Candidates also struck a similar chord while courting women voters. Their votes, as many pundits and election analysts suggest, helped return President Obama to the oval office. Despite the refrains about the middle class and significant timely discussions about women's issues, these two important subjects hardly touched one another in the campaign. They should have, though, because in at least one key way they are inseparable.


The growth in the number of struggling single mothers who are moderately educated has contributed significantly to the diminution of the middle class. The Pew Research Center, a nonpartisan think tank, reports that middle-income households dropped from 61 to 51 percent between 1971-2011. During that same period, the proportion of middle-income households headed by married couples decreased dramatically from 74 to 55 percent. There are clearly other variables — including a major recession — that have impacted family incomes, but there is little doubt the growth of single-parent families headed by women with moderate educations have, according to Pew, been a contributing factor in the hollowing out America's middle class.


Barbara Dafoe Whitehead, the former co-director of the National Marriage Project at Rutgers University, has published articles in The New York Times, The Wall Street Journal and The Atlantic Monthly. She recently reported that in 1998, only 13 percent of the children of moderately educated mothers were born outside of marriage. By the late 2000's, the figure had risen 44 percent. Additionally, Whitehead indicates that among the least educated single mothers, there has been a 21-percent increase in children born out of wedlock from 33 to 54 percent.


As evidence for some of her conclusions, Whitehead referred to last summer's New York Times article by Jason DeParle, which chronicled the story of two mothers. They worked together in a day care center in Ann Harbor, Mich. Both grew up in middle-class neighborhoods and were friends. One went to college, earned a degree, got married, and had two sons – in that order. The other became pregnant during her first year of college, left school, and stayed in a troubled relationship with her boyfriend. Together, they had three children and eventually broke up.

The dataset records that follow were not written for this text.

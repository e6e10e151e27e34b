//! Redis-backed Rate Limiter (C3), per `spec.md` §4.7.
//!
//! The check-and-increment is a single server-side Lua script so the
//! read-compare-increment sequence is atomic under concurrent callers —
//! two requests racing on the same key can never both observe `Allowed`
//! when only one increment fits under the threshold.

use chatify_core::ratelimit::{RateLimitDecision, RateLimitError, RateLimiter};
use redis::Script;
use std::future::Future;
use std::pin::Pin;

/// `KEYS[1]` = counter key, `ARGV[1]` = threshold, `ARGV[2]` = window seconds.
/// Returns `1` for allowed (and increments), `0` for denied.
const FIXED_WINDOW_SCRIPT: &str = r"
local current = tonumber(redis.call('GET', KEYS[1]) or '0')
if current < tonumber(ARGV[1]) then
    redis.call('INCR', KEYS[1])
    redis.call('EXPIRE', KEYS[1], ARGV[2])
    return 1
else
    return 0
end
";

/// Redis-backed [`RateLimiter`] implementing the fixed-window algorithm
/// from §4.7.
pub struct RedisRateLimiter {
    connection: redis::aio::ConnectionManager,
    script: Script,
    threshold: u32,
    window_seconds: u64,
}

impl RedisRateLimiter {
    /// Connect to Redis at `connection_string`, enforcing `threshold` sends
    /// per `window_seconds`.
    ///
    /// # Errors
    ///
    /// Returns [`RateLimitError::Unavailable`] if the connection could not
    /// be established.
    pub async fn connect(
        connection_string: &str,
        threshold: u32,
        window_seconds: u64,
    ) -> Result<Self, RateLimitError> {
        let client = redis::Client::open(connection_string)
            .map_err(|e| RateLimitError::Unavailable(e.to_string()))?;
        let connection = client
            .get_connection_manager()
            .await
            .map_err(|e| RateLimitError::Unavailable(e.to_string()))?;
        Ok(Self {
            connection,
            script: Script::new(FIXED_WINDOW_SCRIPT),
            threshold,
            window_seconds,
        })
    }

    /// The store key for `sender_id`, per §3:
    /// `rl:{user_id}:SendMessage:{window_seconds}`.
    fn key(&self, sender_id: &str) -> String {
        rate_limit_key(sender_id, self.window_seconds)
    }
}

/// The store key for `sender_id` under `window_seconds`, per §3:
/// `rl:{user_id}:SendMessage:{window_seconds}`.
fn rate_limit_key(sender_id: &str, window_seconds: u64) -> String {
    format!("rl:{sender_id}:SendMessage:{window_seconds}")
}

impl RateLimiter for RedisRateLimiter {
    fn check_and_increment(
        &self,
        sender_id: &str,
    ) -> Pin<Box<dyn Future<Output = Result<RateLimitDecision, RateLimitError>> + Send + '_>> {
        let key = self.key(sender_id);
        let sender_id = sender_id.to_string();

        Box::pin(async move {
            let mut conn = self.connection.clone();
            let allowed: i32 = self
                .script
                .key(&key)
                .arg(self.threshold)
                .arg(self.window_seconds)
                .invoke_async(&mut conn)
                .await
                .map_err(|e| RateLimitError::Unavailable(e.to_string()))?;

            let decision = if allowed == 1 {
                RateLimitDecision::Allowed
            } else {
                tracing::debug!(sender_id, "rate limit exceeded");
                RateLimitDecision::Exceeded
            };
            Ok(decision)
        })
    }
}
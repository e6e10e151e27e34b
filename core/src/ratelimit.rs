//! Rate Limiter contract (C3): a fixed-window per-sender send quota, shared
//! fleet-wide through the same key-value store as the Presence Registry.

use std::future::Future;
use std::pin::Pin;
use thiserror::Error;

/// Errors surfaced by the rate limiter.
#[derive(Error, Debug, Clone)]
pub enum RateLimitError {
    /// The backing store could not be reached. Per the Design Notes (§4.7),
    /// callers must fail closed (reject the send) rather than silently
    /// allowing unlimited throughput when the limiter is unavailable.
    #[error("rate limit store unavailable: {0}")]
    Unavailable(String),
}

/// The outcome of a [`RateLimiter::check_and_increment`] call.
#[derive(Clone, Copy, Debug, PartialEq, Eq)]
pub enum RateLimitDecision {
    /// The sender is within their quota; the send may proceed. The counter
    /// has already been incremented.
    Allowed,
    /// The sender has exceeded their quota for the current window.
    Exceeded,
}

/// Enforces a fixed-window send quota per sender (§3, §4.7).
///
/// `check_and_increment` must be atomic: concurrent callers racing on the
/// same sender must never both observe `Allowed` when only one increment
/// fits under the limit. Implementations back this with an atomically
/// scripted read-increment-compare rather than a separate GET then SET.
pub trait RateLimiter: Send + Sync {
    /// Atomically check and, if allowed, consume one unit of `sender_id`'s
    /// quota for the current fixed window.
    ///
    /// # Errors
    ///
    /// Returns [`RateLimitError::Unavailable`] if the store could not be
    /// reached. Callers must treat this as a send rejection (fail closed),
    /// never as an implicit allow.
    fn check_and_increment(
        &self,
        sender_id: &str,
    ) -> Pin<Box<dyn Future<Output = Result<RateLimitDecision, RateLimitError>> + Send + '_>>;
}
//! # Chatify Core
//!
//! Data model and trait contracts for the Chatify real-time chat backbone.
//!
//! This crate owns the types every other crate in the workspace depends on:
//! the [`scope`] partition key, the [`event`] wire format, the
//! per-operation [`error`] type, and the trait boundaries ([`event_bus`],
//! [`presence`], [`ratelimit`], [`columnar`]) that the `redpanda`,
//! `keyvalue`, `columnar`, and `testing` crates implement concretely.
//!
//! ## Architecture
//!
//! Control flow for one message: the transport layer (out of scope) calls
//! into the send pipeline (`chatify-runtime`), which validates, consults
//! [`ratelimit::RateLimiter`], stamps a [`event::ChatEvent`] using
//! [`clock::Clock`] and [`identity::PodIdentity`], and publishes through
//! [`event_bus::EventProducer`]. The log is the source of truth from there:
//! every pod's broadcast consumer reads it and fans out through
//! [`registry::ScopeRegistry`]; a single shared consumer group writes it
//! through [`columnar::ColumnarStore`].

pub mod clock;
pub mod columnar;
pub mod config;
pub mod connection;
pub mod delivery;
pub mod error;
pub mod event;
pub mod event_bus;
pub mod identity;
pub mod presence;
pub mod ratelimit;
pub mod registry;
pub mod scope;

pub use clock::{Clock, SystemClock};
pub use columnar::{ColumnarStore, ColumnarStoreError, HistoryReader};
pub use connection::{Connection, ConnectionId, UserId};
pub use delivery::{ConnectionSink, DeliveryError};
pub use error::{ChatifyError, ChatifyResult};
pub use event::{ChatEvent, EnrichedChatEvent};
pub use event_bus::{EventBusError, EventConsumer, EventProducer, EventStream};
pub use identity::{PodIdentity, StaticPodIdentity};
pub use presence::{PresenceError, PresenceRecord, PresenceRegistry, recommended_heartbeat_interval};
pub use ratelimit::{RateLimitDecision, RateLimitError, RateLimiter};
pub use registry::ScopeRegistry;
pub use scope::{ScopeId, ScopeKey, ScopeType};
//! # Chatify Runtime
//!
//! The drivers that turn `chatify-core`'s traits into running loops:
//!
//! - [`send_pipeline`] — C7, the Send Pipeline: validate, rate-limit, stamp,
//!   publish.
//! - [`broadcast_consumer`] — C5, the per-pod Broadcast Consumer loop.
//! - [`history_writer`] — C6, the shared History Writer loop.
//!
//! Plus the ambient concerns every driver above leans on:
//!
//! - [`retry`] — exponential backoff with jitter.
//! - [`circuit_breaker`] — the closed/open/half-open state machine guarding
//!   calls to external dependencies.
//! - [`metrics`] — Prometheus counters/gauges/histograms for all of the
//!   above.

pub mod broadcast_consumer;
pub mod circuit_breaker;
pub mod history_writer;
pub mod metrics;
pub mod retry;
pub mod send_pipeline;

pub use broadcast_consumer::BroadcastConsumerLoop;
pub use circuit_breaker::{CircuitBreaker, CircuitBreakerConfig, CircuitBreakerError};
pub use history_writer::{DeadLetterSink, HistoryWriterLoop, LoggingDeadLetterSink};
pub use retry::{retry_with_backoff, retry_with_predicate, RetryPolicy};
pub use send_pipeline::SendPipeline;
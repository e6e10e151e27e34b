//! # Chatify Testing
//!
//! In-memory test doubles for every trait boundary `chatify-core` defines,
//! used to drive the scenario tests (S1-S6) and testable-property tests
//! (§8) against a single process instead of a live Redpanda/Redis/Scylla
//! fleet.
//!
//! - [`clock`] — deterministic and manually-advanceable clocks.
//! - [`event_bus`] — [`event_bus::InMemoryEventBus`], the shared in-memory
//!   log standing in for `chatify-redpanda`.
//! - [`presence`] — [`presence::InMemoryPresenceRegistry`], standing in for
//!   `chatify-keyvalue`'s presence half.
//! - [`ratelimit`] — [`ratelimit::InMemoryRateLimiter`], standing in for
//!   `chatify-keyvalue`'s rate-limit half.
//! - [`columnar`] — [`columnar::InMemoryColumnarStore`], standing in for
//!   `chatify-columnar`.
//! - [`delivery`] — [`delivery::InMemoryConnectionSink`], standing in for a
//!   real transport.
//!
//! ## Example
//!
//! ```
//! use chatify_testing::event_bus::InMemoryEventBus;
//!
//! let bus = InMemoryEventBus::new(4);
//! let producer = bus.producer();
//! let consumer = bus.consumer();
//! # let _ = (producer, consumer);
//! ```

pub mod clock;
pub mod columnar;
pub mod delivery;
pub mod event_bus;
pub mod presence;
pub mod ratelimit;

pub use clock::{test_clock, FixedClock, ManualClock};
pub use columnar::InMemoryColumnarStore;
pub use delivery::{Delivered, InMemoryConnectionSink};
pub use event_bus::{InMemoryEventBus, InMemoryEventConsumer, InMemoryEventProducer};
pub use presence::InMemoryPresenceRegistry;
pub use ratelimit::InMemoryRateLimiter;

Today, these women live vastly different lives. The woman who completed college has a comfortable middle-class lifestyle, including a home in a nice suburb and a husband. Together, they have a five-figure income. The woman, who did not complete school, has fallen out of the middle class. She struggles on $25,000 a year, stretches her budget to make rent, which consumes more than half her paycheck, and relies on food stamps and bargain brands to feed her family. Both sets of children have different lives as well. The comfortable middle-class family's children play several sports, attend summer camps, and are active in youth organizations. The three children in the single-parent household have few, if any, extracurricular activities beyond church, and may play one sport a year.


Clearly, the elongated downturn in the economy has exacerbated the struggles of the shrinking middle class, but so have the sociological issues heaped upon society by moderately or uneducated single mothers. Helping these mothers climb into — or back into — the middle class is a challenging societal issue which Misericordia University and a few other colleges in the country have chosen to address.

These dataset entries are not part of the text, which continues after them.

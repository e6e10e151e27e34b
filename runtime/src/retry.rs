//! Retry logic with exponential backoff for handling transient failures.
//!
//! This module provides utilities for retrying operations that may fail due to transient
//! errors (network issues, temporary service unavailability, etc.).
//!
//! # Example
//!
//! ```rust
//! use chatify_runtime::retry::{RetryPolicy, retry_with_backoff};
//! use std::time::Duration;
//!
//! # async fn example() -> Result<(), Box<dyn std::error::Error>> {
//! let policy = RetryPolicy::builder()
//!     .max_retries(5)
//!     .initial_delay(Duration::from_millis(100))
//!     .max_delay(Duration::from_secs(10))
//!     .multiplier(2.0)
//!     .jitter(0.2)
//!     .build();
//!
//! let result = retry_with_backoff(policy, || async {
//!     // Your fallible operation here
//!     Ok::<_, String>(42)
//! }).await?;
//! # Ok(())
//! # }
//! ```

use rand::rngs::SmallRng;
use rand::{Rng, SeedableRng};
use std::time::Duration;
use tokio::time::sleep;

/// Retry policy configuration for exponential backoff.
///
/// # Default Values
///
/// - `max_retries`: 3
/// - `initial_delay`: 100ms
/// - `max_delay`: 30 seconds
/// - `multiplier`: 2.0 (delay doubles each retry)
/// - `jitter`: 0.0 (disabled)
#[derive(Debug, Clone)]
pub struct RetryPolicy {
    /// Maximum number of retry attempts
    pub max_retries: usize,
    /// Initial delay before first retry
    pub initial_delay: Duration,
    /// Maximum delay between retries (cap for exponential backoff)
    pub max_delay: Duration,
    /// Multiplier for exponential backoff
    pub multiplier: f64,
    /// Fraction (0.0..=1.0) of each computed delay to randomize, to avoid
    /// synchronized retries across pods hammering the same dependency at
    /// once. `0.0` disables jitter, reproducing the pre-jitter delay exactly.
    pub jitter: f64,
}

impl Default for RetryPolicy {
    fn default() -> Self {
        Self {
            max_retries: 3,
            initial_delay: Duration::from_millis(100),
            max_delay: Duration::from_secs(30),
            multiplier: 2.0,
            jitter: 0.0,
        }
    }
}

impl RetryPolicy {
    /// Create a new policy builder.
    #[must_use]
    pub const fn builder() -> RetryPolicyBuilder {
        RetryPolicyBuilder {
            max_retries: Some(3),
            initial_delay: Some(Duration::from_millis(100)),
            max_delay: Some(Duration::from_secs(30)),
            multiplier: Some(2.0),
            jitter: Some(0.0),
        }
    }

    /// Calculate delay for a given attempt number.
    ///
    /// Uses exponential backoff: delay = initial_delay * (multiplier ^ attempt)
    /// Capped at `max_delay`. Deterministic — does not apply jitter; see
    /// [`RetryPolicy::jittered_delay_for_attempt`] for the randomized form
    /// used by the retry loops below.
    #[must_use]
    pub fn delay_for_attempt(&self, attempt: usize) -> Duration {
        if attempt == 0 {
            return self.initial_delay;
        }

        let delay_ms = self.initial_delay.as_millis() as f64
            * self.multiplier.powi(attempt as i32);

        let delay = Duration::from_millis(delay_ms as u64);

        if delay > self.max_delay {
            self.max_delay
        } else {
            delay
        }
    }

    /// Calculate delay for `attempt`, randomized by `self.jitter` using
    /// `rng`. Each delay is scaled by a factor uniformly drawn from
    /// `[1.0 - jitter, 1.0]`, so jittered delays are never longer than the
    /// deterministic backoff, only shorter — this keeps the cap on
    /// `max_delay` meaningful.
    #[must_use]
    pub fn jittered_delay_for_attempt(&self, attempt: usize, rng: &mut SmallRng) -> Duration {
        let base = self.delay_for_attempt(attempt);
        if self.jitter <= 0.0 {
            return base;
        }
        let factor = 1.0 - self.jitter * rng.gen::<f64>();
        Duration::from_secs_f64(base.as_secs_f64() * factor)
    }
}

/// Builder for [`RetryPolicy`].
#[derive(Debug, Clone)]
pub struct RetryPolicyBuilder {
    max_retries: Option<usize>,
    initial_delay: Option<Duration>,
    max_delay: Option<Duration>,
    multiplier: Option<f64>,
    jitter: Option<f64>,
}

impl RetryPolicyBuilder {
    /// Set maximum number of retries.
    #[must_use]
    pub const fn max_retries(mut self, max_retries: usize) -> Self {
        self.max_retries = Some(max_retries);
        self
    }

    /// Set initial delay before first retry.
    #[must_use]
    pub const fn initial_delay(mut self, delay: Duration) -> Self {
        self.initial_delay = Some(delay);
        self
    }

    /// Set maximum delay (cap for exponential backoff).
    #[must_use]
    pub const fn max_delay(mut self, delay: Duration) -> Self {
        self.max_delay = Some(delay);
        self
    }

    /// Set multiplier for exponential backoff.
    #[must_use]
    pub const fn multiplier(mut self, multiplier: f64) -> Self {
        self.multiplier = Some(multiplier);
        self
    }

    /// Set the jitter fraction (0.0..=1.0) applied to each computed delay.
    #[must_use]
    pub const fn jitter(mut self, jitter: f64) -> Self {
        self.jitter = Some(jitter);
        self
    }

    /// Build the [`RetryPolicy`].
    #[must_use]
    pub fn build(self) -> RetryPolicy {
        RetryPolicy {
            max_retries: self.max_retries.unwrap_or(3),
            initial_delay: self.initial_delay.unwrap_or(Duration::from_millis(100)),
            max_delay: self.max_delay.unwrap_or(Duration::from_secs(30)),
            multiplier: self.multiplier.unwrap_or(2.0),
            jitter: self.jitter.unwrap_or(0.0),
        }
    }
}

/// Retry an async operation with exponential backoff.
///
/// # Arguments
///
/// * `policy` - Retry policy configuration
/// * `operation` - Async operation to retry (must be `FnMut` to allow multiple calls)
///
/// # Returns
///
/// Returns `Ok(T)` if the operation succeeds within the retry limit,
/// or `Err(E)` with the last error if all retries are exhausted.
///
/// # Example
///
/// ```rust
/// use chatify_runtime::retry::{RetryPolicy, retry_with_backoff};
///
/// # async fn example() -> Result<(), String> {
/// let policy = RetryPolicy::default();
///
/// let result = retry_with_backoff(policy, || async {
///     // Simulated fallible operation
///     Ok::<_, String>(42)
/// }).await?;
///
/// assert_eq!(result, 42);
/// # Ok(())
/// # }
/// ```
pub async fn retry_with_backoff<F, Fut, T, E>(
    policy: RetryPolicy,
    mut operation: F,
) -> Result<T, E>
where
    F: FnMut() -> Fut,
    Fut: std::future::Future<Output = Result<T, E>>,
    E: std::fmt::Display,
{
    let mut attempt = 0;
    let mut last_error: Option<E> = None;
    let mut rng = SmallRng::from_entropy();

    loop {
        match operation().await {
            Ok(result) => {
                if attempt > 0 {
                    tracing::info!(
                        attempt,
                        "Operation succeeded after retry"
                    );
                }
                return Ok(result);
            }
            Err(err) => {
                if attempt >= policy.max_retries {
                    tracing::error!(
                        attempt,
                        error = %err,
                        "Operation failed after max retries"
                    );
                    return Err(last_error.unwrap_or(err));
                }

                let delay = policy.jittered_delay_for_attempt(attempt, &mut rng);
                tracing::warn!(
                    attempt,
                    delay_ms = delay.as_millis(),
                    error = %err,
                    "Operation failed, retrying..."
                );

                last_error = Some(err);
                sleep(delay).await;
                attempt += 1;
            }
        }
    }
}

/// Retry an async operation with custom retry logic.
///
/// This function allows you to provide a predicate to determine whether
/// an error is retryable.
///
/// # Arguments
///
/// * `policy` - Retry policy configuration
/// * `operation` - Async operation to retry
/// * `is_retryable` - Predicate to determine if an error should trigger a retry
///
/// # Example
///
/// ```rust
/// use chatify_runtime::retry::{RetryPolicy, retry_with_predicate};
///
/// # async fn example() -> Result<(), String> {
/// let policy = RetryPolicy::default();
///
/// let result = retry_with_predicate(
///     policy,
///     || async { Ok::<_, String>(42) },
///     |err: &String| err.contains("transient"),
/// ).await?;
/// # Ok(())
/// # }
/// ```
pub async fn retry_with_predicate<F, Fut, T, E, P>(
    policy: RetryPolicy,
    mut operation: F,
    is_retryable: P,
) -> Result<T, E>
where
    F: FnMut() -> Fut,
    Fut: std::future::Future<Output = Result<T, E>>,
    E: std::fmt::Display,
    P: Fn(&E) -> bool,
{
    let mut attempt = 0;
    let mut last_error: Option<E> = None;
    let mut rng = SmallRng::from_entropy();

    loop {
        match operation().await {
            Ok(result) => {
                if attempt > 0 {
                    tracing::info!(
                        attempt,
                        "Operation succeeded after retry"
                    );
                }
                return Ok(result);
            }
            Err(err) => {
                if !is_retryable(&err) {
                    tracing::warn!(
                        error = %err,
                        "Error is not retryable, failing immediately"
                    );
                    return Err(err);
                }

                if attempt >= policy.max_retries {
                    tracing::error!(
                        attempt,
                        error = %err,
                        "Operation failed after max retries"
                    );
                    return Err(last_error.unwrap_or(err));
                }

                let delay = policy.jittered_delay_for_attempt(attempt, &mut rng);
                tracing::warn!(
                    attempt,
                    delay_ms = delay.as_millis(),
                    error = %err,
                    "Operation failed, retrying..."
                );

                last_error = Some(err);
                sleep(delay).await;
                attempt += 1;
            }
        }
    }
}

#[cfg(test)]
mod tests {
    use super::*;
    use std::sync::atomic::{AtomicUsize, Ordering};
    use std::sync::Arc;

    #[test]
    fn test_retry_policy_delay_calculation() {
        let policy = RetryPolicy::builder()
            .initial_delay(Duration::from_millis(100))
            .multiplier(2.0)
            .max_delay(Duration::from_secs(10))
            .build();

        assert_eq!(policy.delay_for_attempt(0), Duration::from_millis(100));
        assert_eq!(policy.delay_for_attempt(1), Duration::from_millis(200));
        assert_eq!(policy.delay_for_attempt(2), Duration::from_millis(400));
        assert_eq!(policy.delay_for_attempt(3), Duration::from_millis(800));
    }

    #[test]
    fn test_retry_policy_max_delay_cap() {
        let policy = RetryPolicy::builder()
            .initial_delay(Duration::from_millis(1000))
            .multiplier(10.0)
            .max_delay(Duration::from_secs(2))
            .build();

        // 1000ms * 10^5 = 100,000,000ms, but capped at 2000ms
        assert_eq!(policy.delay_for_attempt(5), Duration::from_secs(2));
    }

    #[tokio::test]
    async fn test_retry_succeeds_on_first_try() {
        let policy = RetryPolicy::default();
        let counter = Arc::new(AtomicUsize::new(0));
        let counter_clone = Arc::clone(&counter);

        let result = retry_with_backoff(policy, || {
            let c = Arc::clone(&counter_clone);
            async move {
                c.fetch_add(1, Ordering::SeqCst);
                Ok::<_, String>(42)
            }
        })
        .await;

        assert_eq!(result, Ok(42));
        assert_eq!(counter.load(Ordering::SeqCst), 1); // Only called once
    }

    #[tokio::test]
    async fn test_retry_succeeds_after_failures() {
        let policy = RetryPolicy::builder()
            .max_retries(3)
            .initial_delay(Duration::from_millis(10))
            .build();

        let counter = Arc::new(AtomicUsize::new(0));
        let counter_clone = Arc::clone(&counter);

        let result = retry_with_backoff(policy, || {
            let c = Arc::clone(&counter_clone);
            async move {
                let attempt = c.fetch_add(1, Ordering::SeqCst);
                if attempt < 2 {
                    Err(format!("Attempt {attempt} failed"))
                } else {
                    Ok(42)
                }
            }
        })
        .await;

        assert_eq!(result, Ok(42));
        assert_eq!(counter.load(Ordering::SeqCst), 3); // 2 failures + 1 success
    }

    #[tokio::test]
    async fn test_retry_exhausts_retries() {
        let policy = RetryPolicy::builder()
            .max_retries(2)
            .initial_delay(Duration::from_millis(10))
            .build();

        let counter = Arc::new(AtomicUsize::new(0));
        let counter_clone = Arc::clone(&counter);

        let result = retry_with_backoff(policy, || {
            let c = Arc::clone(&counter_clone);
            async move {
                c.fetch_add(1, Ordering::SeqCst);
                Err::<i32, _>("Persistent failure")
            }
        })
        .await;

        assert!(result.is_err());
        assert_eq!(counter.load(Ordering::SeqCst), 3); // Initial + 2 retries
    }

    #[test]
    fn jittered_delay_never_exceeds_deterministic_delay() {
        let policy = RetryPolicy::builder()
            .initial_delay(Duration::from_millis(100))
            .multiplier(2.0)
            .jitter(0.5)
            .build();
        let mut rng = SmallRng::seed_from_u64(42);
        for attempt in 0..5 {
            let base = policy.delay_for_attempt(attempt);
            let jittered = policy.jittered_delay_for_attempt(attempt, &mut rng);
            assert!(jittered <= base);
            assert!(jittered.as_secs_f64() >= base.as_secs_f64() * 0.5);
        }
    }

    #[test]
    fn zero_jitter_matches_deterministic_delay_exactly() {
        let policy = RetryPolicy::builder()
            .initial_delay(Duration::from_millis(100))
            .multiplier(2.0)
            .build();
        let mut rng = SmallRng::seed_from_u64(7);
        for attempt in 0..5 {
            assert_eq!(
                policy.jittered_delay_for_attempt(attempt, &mut rng),
                policy.delay_for_attempt(attempt)
            );
        }
    }

    #[tokio::test]
    async fn test_retry_with_predicate_skips_non_retryable() {
        let policy = RetryPolicy::default();
        let counter = Arc::new(AtomicUsize::new(0));
        let counter_clone = Arc::clone(&counter);

        let result = retry_with_predicate(
            policy,
            || {
                let c = Arc::clone(&counter_clone);
                async move {
                    c.fetch_add(1, Ordering::SeqCst);
                    Err::<i32, _>("permanent error")
                }
            },
            |err: &&str| err.contains("transient"),
        )
        .await;

        assert!(result.is_err());
        assert_eq!(counter.load(Ordering::SeqCst), 1); // No retries for non-retryable error
    }
}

The Misericordia University Ruth Matthews Bourger Women with Children Program provides free housing for single mothers and their families on campus. The novel program provides significant scholarships, subsidies for day care, and programmatic assistance to 10 mothers who live in two dedicated homes on the lower campus. The women and their children enjoy a healthy collegiate atmosphere and the children go to school in the region full time. The children are raised in homes with other similarly aged children in an environment that provides them with an extended family. The children learn to live with surrogate siblings — and since they're also raised on Misericordia's campus — they have almost 1,900 big brothers and sisters.

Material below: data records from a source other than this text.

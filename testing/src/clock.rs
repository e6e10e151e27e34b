//! Deterministic clocks for driving time-dependent tests (rate-limit window
//! rollover, presence TTL expiry) without sleeping real wall-clock seconds.

use chatify_core::clock::Clock;
use chrono::{DateTime, Duration as ChronoDuration, Utc};
use std::sync::Mutex;

/// A clock that always returns the same instant.
#[derive(Debug)]
pub struct FixedClock {
    time: DateTime<Utc>,
}

impl FixedClock {
    /// Create a new fixed clock with the given time.
    #[must_use]
    pub const fn new(time: DateTime<Utc>) -> Self {
        Self { time }
    }
}

impl Clock for FixedClock {
    fn now(&self) -> DateTime<Utc> {
        self.time
    }
}

/// Create a default fixed clock for tests (2025-01-01 00:00:00 UTC).
///
/// # Panics
///
/// Panics if the hardcoded timestamp fails to parse, which should never
/// happen in practice.
#[must_use]
#[allow(clippy::expect_used)]
pub fn test_clock() -> FixedClock {
    FixedClock::new(
        DateTime::parse_from_rfc3339("2025-01-01T00:00:00Z")
            .expect("hardcoded timestamp should always parse")
            .with_timezone(&Utc),
    )
}

/// A clock whose time is advanced explicitly by the test, for simulating
/// presence TTL expiry (S6) and rate-limit window rollover (S3) without
/// waiting on real time.
#[derive(Debug)]
pub struct ManualClock(Mutex<DateTime<Utc>>);

impl ManualClock {
    /// Start the clock at `start`.
    #[must_use]
    pub fn new(start: DateTime<Utc>) -> Self {
        Self(Mutex::new(start))
    }

    /// Move the clock forward by `by`.
    pub fn advance(&self, by: ChronoDuration) {
        let mut guard = self.0.lock().expect("clock mutex poisoned");
        *guard += by;
    }
}

impl Clock for ManualClock {
    fn now(&self) -> DateTime<Utc> {
        *self.0.lock().expect("clock mutex poisoned")
    }
}
//! In-memory [`ConnectionSink`], standing in for a real transport in tests.

use chatify_core::connection::ConnectionId;
use chatify_core::delivery::{ConnectionSink, DeliveryError};
use chatify_core::event::ChatEvent;
use chatify_core::scope::ScopeKey;
use std::collections::HashSet;
use std::future::Future;
use std::pin::Pin;
use std::sync::Mutex;

/// One recorded delivery attempt.
#[derive(Clone, Debug, PartialEq)]
pub struct Delivered {
    /// The connection the event was delivered to.
    pub connection_id: ConnectionId,
    /// The scope the event arrived under.
    pub scope: ScopeKey,
    /// The event delivered.
    pub event: ChatEvent,
}

/// Records every delivery attempt, optionally failing delivery to specific
/// connection ids to exercise the "drop and continue" behavior of C5.
#[derive(Default)]
pub struct InMemoryConnectionSink {
    delivered: Mutex<Vec<Delivered>>,
    closed: Mutex<HashSet<ConnectionId>>,
}

impl InMemoryConnectionSink {
    /// Construct a sink that delivers to every connection.
    #[must_use]
    pub fn new() -> Self {
        Self::default()
    }

    /// Mark `connection_id` as closed; future deliveries to it fail with
    /// [`DeliveryError::Closed`].
    pub fn mark_closed(&self, connection_id: ConnectionId) {
        self.closed.lock().expect("closed mutex poisoned").insert(connection_id);
    }

    /// Every delivery recorded so far, in delivery order.
    #[must_use]
    pub fn delivered(&self) -> Vec<Delivered> {
        self.delivered.lock().expect("delivered mutex poisoned").clone()
    }
}

impl ConnectionSink for InMemoryConnectionSink {
    fn deliver(
        &self,
        connection_id: &ConnectionId,
        scope: &ScopeKey,
        event: &ChatEvent,
    ) -> Pin<Box<dyn Future<Output = Result<(), DeliveryError>> + Send + '_>> {
        let is_closed = self
            .closed
            .lock()
            .expect("closed mutex poisoned")
            .contains(connection_id);
        if is_closed {
            return Box::pin(async { Err(DeliveryError::Closed) });
        }
        self.delivered.lock().expect("delivered mutex poisoned").push(Delivered {
            connection_id: connection_id.clone(),
            scope: scope.clone(),
            event: event.clone(),
        });
        Box::pin(async { Ok(()) })
    }
}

Students graduating from the Women with Children program at Misericordia obtain good jobs and enter or re-enter the middle class with a vengeance upon graduation. The only time they look back at their former lives is when they volunteer and support other women and their children in the community and at Misericordia who also strive to become part of the American dream.


Michael A. MacDowell is president of Misericordia University in Dallas, Pa. For more information about the Ruth Matthews Bourger Women with Children program, please contact Vicki Austin, director of the program, at vaustin@misericordia.edu, or log on to www.misericordia.edu/wwc.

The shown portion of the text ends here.